The Office of Surgical Research within the Michael E. DeBakey Department of Surgery is seeking a skilled Research Administration Associate to assume responsibilities of daily activities on a portfolio of research protocols which include securing and maintaining IRB approvals, tracking and reporting of relevant information and materials in specified systems and ensuring safety of research participants. 

Job Duties
  • Develops and maintains positive relationships with regulatory agencies through oral and written communications regarding pre-submission strategies, and follow-up of submissions under review.
  • Coordinate the planning, preparation, data collection, assembly, review and publication of regulatory submissions to the FDA and other government agencies. 
  • Reports and responds to agencies inquiries or comments. 
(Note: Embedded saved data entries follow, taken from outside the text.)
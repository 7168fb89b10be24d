// SPDX-License-Identifier: GPL-2.0-or-later

use common::Subsample;

use crate::builder::SubsampleBuilder;
use crate::error::SubsampleError;

/// One tile's byte range inside a `tile_group_obu` payload.
#[derive(Clone, Copy, Debug, PartialEq, Eq)]
pub struct Tile {
    pub offset: usize,
    pub size: usize,
}

// `tile_group_obu()`, AV1 5.11.1. `num_tiles`/`tile_size_bytes` come from the
// frame header (`TileCols * TileRows`, `tile_size_bytes_minus_1 + 1`); full
// frame-header parsing is out of scope here, callers supply them.
//
// # Errors
/// Returns [`SubsampleError`] if `data` is shorter than the syntax demands.
pub fn parse_tile_group(
    data: &[u8],
    num_tiles: usize,
    tile_size_bytes: usize,
) -> Result<Vec<Tile>, SubsampleError> {
    if num_tiles == 0 {
        return Err(SubsampleError::Malformed {
            codec: "av1",
            detail: "num_tiles must be > 0".to_owned(),
        });
    }
    let mut pos = 0usize;
    let header_len = if num_tiles > 1 {
        let Some(&flag_byte) = data.first() else {
            return Err(SubsampleError::Truncated {
                wanted: 1,
                got: 0,
            });
        };
        // tile_start_and_end_present_flag is the top bit; when set, tg_start
        // / tg_end follow in the same byte-aligned region. Subsample
        // generation only needs a contiguous full-frame tile group, which is
        // the common single tile_group_obu case (flag == 0).
        if flag_byte & 0x80 != 0 {
            return Err(SubsampleError::Unsupported {
                codec: "av1",
                detail: "partial tile groups (tile_start_and_end_present_flag=1) unsupported"
                    .to_owned(),
            });
        }
        1
    } else {
        0
    };
    pos += header_len;

    let mut tiles = Vec::with_capacity(num_tiles);
    let mut remaining = data
        .len()
        .checked_sub(pos)
        .ok_or(SubsampleError::Truncated {
            wanted: pos,
            got: data.len(),
        })?;
    for tile_num in 0..num_tiles {
        let is_last = tile_num == num_tiles - 1;
        let size = if is_last {
            remaining
        } else {
            let Some(size_field) = data.get(pos..pos + tile_size_bytes) else {
                return Err(SubsampleError::Truncated {
                    wanted: pos + tile_size_bytes,
                    got: data.len(),
                });
            };
            let mut v = 0usize;
            for (i, b) in size_field.iter().enumerate() {
                v |= usize::from(*b) << (8 * i);
            }
            pos += tile_size_bytes;
            remaining = remaining
                .checked_sub(tile_size_bytes)
                .ok_or(SubsampleError::Truncated {
                    wanted: tile_size_bytes,
                    got: remaining,
                })?;
            v + 1
        };
        if size > remaining {
            return Err(SubsampleError::Truncated {
                wanted: size,
                got: remaining,
            });
        }
        tiles.push(Tile { offset: pos, size });
        pos += size;
        remaining -= size;
    }
    Ok(tiles)
}

/// Builds the subsample list for one AV1 sample given its already-located
/// tile ranges. Bytes outside every tile (OBU headers, the tile-group
/// header, trailing padding OBUs) stay clear; each tile's payload is
/// cipher-eligible.
///
/// # Errors
/// Returns [`SubsampleError`] if a tile range falls outside `payload` or
/// tiles overlap/aren't given in ascending offset order.
pub fn generate_subsamples(
    payload_len: usize,
    tiles: &[Tile],
    align: bool,
) -> Result<Vec<Subsample>, SubsampleError> {
    let mut builder = SubsampleBuilder::new(align);
    let mut cursor = 0usize;
    for tile in tiles {
        if tile.offset < cursor {
            return Err(SubsampleError::Malformed {
                codec: "av1",
                detail: "tiles out of order or overlapping".to_owned(),
            });
        }
        let end = tile
            .offset
            .checked_add(tile.size)
            .filter(|&e| e <= payload_len)
            .ok_or(SubsampleError::Truncated {
                wanted: tile.offset + tile.size,
                got: payload_len,
            })?;
        #[allow(clippy::as_conversions)]
        builder.add_clear((tile.offset - cursor) as u64);
        #[allow(clippy::as_conversions)]
        builder.add_protected(tile.size as u64);
        cursor = end;
    }
    #[allow(clippy::as_conversions)]
    builder.add_clear((payload_len - cursor) as u64);
    Ok(builder.finish())
}

#[cfg(test)]
#[allow(clippy::unwrap_used)]
mod tests {
    use super::*;

    #[test]
    fn parses_two_tile_group_with_length_prefixed_first_tile() {
        // flag byte (present-flag=0, 1 byte header), tile0 size-1 field (1
        // byte, value 5 -> size 6), tile0 payload (6 bytes), tile1 payload
        // (remaining, last tile has no length field).
        let mut data = vec![0u8, 5];
        data.extend_from_slice(&[0xAA; 6]);
        data.extend_from_slice(&[0xBB; 33]);
        let tiles = parse_tile_group(&data, 2, 1).unwrap();
        assert_eq!(
            vec![Tile { offset: 2, size: 6 }, Tile { offset: 8, size: 33 }],
            tiles
        );
    }

    #[test]
    fn single_tile_has_no_header_or_length_field() {
        let data = [0xCC; 10];
        let tiles = parse_tile_group(&data, 1, 1).unwrap();
        assert_eq!(vec![Tile { offset: 0, size: 10 }], tiles);
    }

    #[test]
    fn generate_subsamples_accounts_for_clear_gaps() {
        let tiles = vec![
            Tile { offset: 4, size: 6 },
            Tile { offset: 11, size: 33 },
        ];
        let subs = generate_subsamples(50, &tiles, true).unwrap();
        let total: u64 = subs
            .iter()
            .map(|s| u64::from(s.clear_bytes) + u64::from(s.cipher_bytes))
            .sum();
        assert_eq!(50, total);
        // tile1 (6 bytes) is too small to align and folds fully clear;
        // tile2 (33 bytes) contributes a 1-byte residue into the same clear
        // run ahead of its 32-byte aligned cipher span.
        assert_eq!(
            vec![
                Subsample {
                    clear_bytes: 12,
                    cipher_bytes: 32
                },
                Subsample {
                    clear_bytes: 6,
                    cipher_bytes: 0
                },
            ],
            subs
        );
    }
}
  • Assists with and prepares for FDA meetings, inspections, and audits from regulatory agencies. 
  • Prepares regulatory reports and coordinate data collection and reporting with other departments. 
  • Tracks changes in regulatory guidelines and develops new guidance as they may occur within the Office of Clinical Research SOPs regarding federal regulations, institutional policies, and ICH GCP guidelines.
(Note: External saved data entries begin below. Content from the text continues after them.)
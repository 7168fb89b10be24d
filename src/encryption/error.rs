// SPDX-License-Identifier: GPL-2.0-or-later

use thiserror::Error;

#[derive(Debug, Error)]
pub enum EncryptionError {
    #[error("no key available for stream label '{label}' (crypto period {period})")]
    MissingKey { label: String, period: u64 },
    #[error(transparent)]
    Subsample(#[from] subsample::SubsampleError),
    #[error("cipher span of {len} bytes is not a multiple of the AES block size")]
    UnalignedCipherSpan { len: usize },
    #[error("payload too short for subsample layout: wanted {wanted} bytes, got {got}")]
    PayloadTooShort { wanted: usize, got: usize },
}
  • Maintains working knowledge of regulatory changes through guidelines, articles, writings and courses. 
  • Prepares updates on laws, regulations, standard operating procedures (SOPs) and guidelines for distribution to appropriate study personnel and investigators.
  • Supports Principal Investigators and study staff by assisting in the data collection and notification required for reporting of Adverse Events.
  • Facilitates communication with IRB related to Adverse Events. Supports study monitoring, as needed and requested. 
  • Assists with regulatory affairs training. 
  • Provides CTMS training to clinical research staff, and aids IT in system development.
  • Assists in routine QA review of active research protocols, and timely resolution of findings.
  • Facilitates discussions to streamline review of clinical research protocols, administrative applications for us of hospital facilities, and investigator and institutional conflicts of interest.
Minimum Qualifications
  • Required: Bachelor's degree.
  • Required: Two years of relevant experience.





Baylor College of Medicine is an Equal Opportunity/Affirmative Action/Equal Access Employer.